- Dataset excerpts
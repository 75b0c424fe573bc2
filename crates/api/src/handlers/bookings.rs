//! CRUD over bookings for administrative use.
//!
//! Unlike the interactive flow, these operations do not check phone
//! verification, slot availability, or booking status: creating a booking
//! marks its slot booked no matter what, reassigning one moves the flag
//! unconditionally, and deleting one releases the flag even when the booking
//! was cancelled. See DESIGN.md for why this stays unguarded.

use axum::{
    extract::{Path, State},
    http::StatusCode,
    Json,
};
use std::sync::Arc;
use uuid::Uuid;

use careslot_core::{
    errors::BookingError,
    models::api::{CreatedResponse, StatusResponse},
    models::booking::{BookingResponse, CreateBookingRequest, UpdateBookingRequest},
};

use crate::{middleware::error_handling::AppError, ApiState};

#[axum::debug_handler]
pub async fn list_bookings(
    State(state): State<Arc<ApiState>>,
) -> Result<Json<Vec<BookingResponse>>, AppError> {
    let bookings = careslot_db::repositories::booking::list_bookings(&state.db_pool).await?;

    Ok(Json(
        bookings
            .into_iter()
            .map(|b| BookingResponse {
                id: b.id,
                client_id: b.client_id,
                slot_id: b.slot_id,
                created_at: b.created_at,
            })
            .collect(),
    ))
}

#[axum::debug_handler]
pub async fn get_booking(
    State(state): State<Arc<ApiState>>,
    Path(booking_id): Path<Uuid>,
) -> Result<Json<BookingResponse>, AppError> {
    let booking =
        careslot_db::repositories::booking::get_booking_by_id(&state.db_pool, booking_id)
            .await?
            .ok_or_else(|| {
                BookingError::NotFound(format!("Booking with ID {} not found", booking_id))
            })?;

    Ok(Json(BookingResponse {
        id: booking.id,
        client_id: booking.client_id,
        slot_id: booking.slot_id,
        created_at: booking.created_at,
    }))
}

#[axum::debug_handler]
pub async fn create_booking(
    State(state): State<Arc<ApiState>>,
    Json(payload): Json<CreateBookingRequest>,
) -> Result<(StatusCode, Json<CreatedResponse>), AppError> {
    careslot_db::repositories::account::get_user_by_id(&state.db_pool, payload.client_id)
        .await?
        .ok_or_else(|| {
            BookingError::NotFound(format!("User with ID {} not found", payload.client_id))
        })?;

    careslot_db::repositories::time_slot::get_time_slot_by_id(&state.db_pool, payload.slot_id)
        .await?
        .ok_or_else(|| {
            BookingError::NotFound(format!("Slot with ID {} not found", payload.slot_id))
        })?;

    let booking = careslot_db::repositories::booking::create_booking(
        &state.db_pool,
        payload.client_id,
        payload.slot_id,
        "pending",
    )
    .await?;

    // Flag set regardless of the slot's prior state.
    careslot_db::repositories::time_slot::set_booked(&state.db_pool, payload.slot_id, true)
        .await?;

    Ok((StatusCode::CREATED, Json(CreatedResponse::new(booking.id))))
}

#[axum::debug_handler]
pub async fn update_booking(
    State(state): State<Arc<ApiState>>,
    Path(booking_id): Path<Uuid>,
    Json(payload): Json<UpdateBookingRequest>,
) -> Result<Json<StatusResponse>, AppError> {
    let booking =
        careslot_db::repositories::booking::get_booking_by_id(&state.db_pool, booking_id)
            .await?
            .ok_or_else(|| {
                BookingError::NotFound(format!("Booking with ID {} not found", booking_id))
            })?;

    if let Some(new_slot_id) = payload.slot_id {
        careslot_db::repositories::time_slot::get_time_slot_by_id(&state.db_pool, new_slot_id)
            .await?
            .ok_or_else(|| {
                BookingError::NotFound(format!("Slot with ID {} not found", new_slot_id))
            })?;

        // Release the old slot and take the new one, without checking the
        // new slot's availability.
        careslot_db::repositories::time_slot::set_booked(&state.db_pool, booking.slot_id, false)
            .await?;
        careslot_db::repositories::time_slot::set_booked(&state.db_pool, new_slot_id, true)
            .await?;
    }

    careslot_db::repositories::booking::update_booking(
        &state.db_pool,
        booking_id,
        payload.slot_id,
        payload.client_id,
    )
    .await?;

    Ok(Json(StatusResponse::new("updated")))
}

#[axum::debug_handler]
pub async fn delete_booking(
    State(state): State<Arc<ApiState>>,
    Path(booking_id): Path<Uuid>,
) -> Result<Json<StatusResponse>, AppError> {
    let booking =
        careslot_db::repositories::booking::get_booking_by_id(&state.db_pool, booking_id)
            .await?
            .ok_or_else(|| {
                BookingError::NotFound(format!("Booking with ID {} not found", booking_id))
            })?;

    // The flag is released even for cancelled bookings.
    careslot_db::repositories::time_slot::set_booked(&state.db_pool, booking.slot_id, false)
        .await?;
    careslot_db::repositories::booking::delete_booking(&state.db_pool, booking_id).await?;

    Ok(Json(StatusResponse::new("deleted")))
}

- Exercise
Restate the entries. Match them exactly.

- Solution to this problem
repository 75b0c424fe573bc2
filename crates/api/src/handlers/bookings.rs
//! CRUD over bookings for administrative use.
//!
//! Unlike the interactive flow, these operations do not check phone
//! verification, slot availability, or booking status: creating a booking
//! marks its slot booked no matter what, reassigning one moves the flag
//! unconditionally, and deleting one releases the flag even when the booking
//! was cancelled. See DESIGN.md for why this stays unguarded.

use axum::{
    extract::{Path, State},
    http::StatusCode,
    Json,
};
use std::sync::Arc;
use uuid::Uuid;

use careslot_core::{
    errors::BookingError,
    models::api::{CreatedResponse, StatusResponse},
    models::booking::{BookingResponse, CreateBookingRequest, UpdateBookingRequest},
};

use crate::{middleware::error_handling::AppError, ApiState};

#[axum::debug_handler]
pub async fn list_bookings(
    State(state): State<Arc<ApiState>>,
) -> Result<Json<Vec<BookingResponse>>, AppError> {
    let bookings = careslot_db::repositories::booking::list_bookings(&state.db_pool).await?;

    Ok(Json(
        bookings
            .into_iter()
            .map(|b| BookingResponse {
                id: b.id,
                client_id: b.client_id,
                slot_id: b.slot_id,
                created_at: b.created_at,
            })
            .collect(),
    ))
}

#[axum::debug_handler]
pub async fn get_booking(
    State(state): State<Arc<ApiState>>,
    Path(booking_id): Path<Uuid>,
) -> Result<Json<BookingResponse>, AppError> {
    let booking =
        careslot_db::repositories::booking::get_booking_by_id(&state.db_pool, booking_id)
            .await?
            .ok_or_else(|| {
                BookingError::NotFound(format!("Booking with ID {} not found", booking_id))
            })?;

    Ok(Json(BookingResponse {
        id: booking.id,
        client_id: booking.client_id,
        slot_id: booking.slot_id,
        created_at: booking.created_at,
    }))
}

#[axum::debug_handler]
pub async fn create_booking(
    State(state): State<Arc<ApiState>>,
    Json(payload): Json<CreateBookingRequest>,
) -> Result<(StatusCode, Json<CreatedResponse>), AppError> {
    careslot_db::repositories::account::get_user_by_id(&state.db_pool, payload.client_id)
        .await?
        .ok_or_else(|| {
            BookingError::NotFound(format!("User with ID {} not found", payload.client_id))
        })?;

    careslot_db::repositories::time_slot::get_time_slot_by_id(&state.db_pool, payload.slot_id)
        .await?
        .ok_or_else(|| {
            BookingError::NotFound(format!("Slot with ID {} not found", payload.slot_id))
        })?;

    let booking = careslot_db::repositories::booking::create_booking(
        &state.db_pool,
        payload.client_id,
        payload.slot_id,
        "pending",
    )
    .await?;

    // Flag set regardless of the slot's prior state.
    careslot_db::repositories::time_slot::set_booked(&state.db_pool, payload.slot_id, true)
        .await?;

    Ok((StatusCode::CREATED, Json(CreatedResponse::new(booking.id))))
}

#[axum::debug_handler]
pub async fn update_booking(
    State(state): State<Arc<ApiState>>,
    Path(booking_id): Path<Uuid>,
    Json(payload): Json<UpdateBookingRequest>,
) -> Result<Json<StatusResponse>, AppError> {
    let booking =
        careslot_db::repositories::booking::get_booking_by_id(&state.db_pool, booking_id)
            .await?
            .ok_or_else(|| {
                BookingError::NotFound(format!("Booking with ID {} not found", booking_id))
            })?;

    if let Some(new_slot_id) = payload.slot_id {
        careslot_db::repositories::time_slot::get_time_slot_by_id(&state.db_pool, new_slot_id)
            .await?
            .ok_or_else(|| {
                BookingError::NotFound(format!("Slot with ID {} not found", new_slot_id))
            })?;

        // Release the old slot and take the new one, without checking the
        // new slot's availability.
        careslot_db::repositories::time_slot::set_booked(&state.db_pool, booking.slot_id, false)
            .await?;
        careslot_db::repositories::time_slot::set_booked(&state.db_pool, new_slot_id, true)
            .await?;
    }

    careslot_db::repositories::booking::update_booking(
        &state.db_pool,
        booking_id,
        payload.slot_id,
        payload.client_id,
    )
    .await?;

    Ok(Json(StatusResponse::new("updated")))
}

#[axum::debug_handler]
pub async fn delete_booking(
    State(state): State<Arc<ApiState>>,
    Path(booking_id): Path<Uuid>,
) -> Result<Json<StatusResponse>, AppError> {
    let booking =
        careslot_db::repositories::booking::get_booking_by_id(&state.db_pool, booking_id)
            .await?
            .ok_or_else(|| {
                BookingError::NotFound(format!("Booking with ID {} not found", booking_id))
            })?;

    // The flag is released even for cancelled bookings.
    careslot_db::repositories::time_slot::set_booked(&state.db_pool, booking.slot_id, false)
        .await?;
    careslot_db::repositories::booking::delete_booking(&state.db_pool, booking_id).await?;

    Ok(Json(StatusResponse::new("deleted")))
}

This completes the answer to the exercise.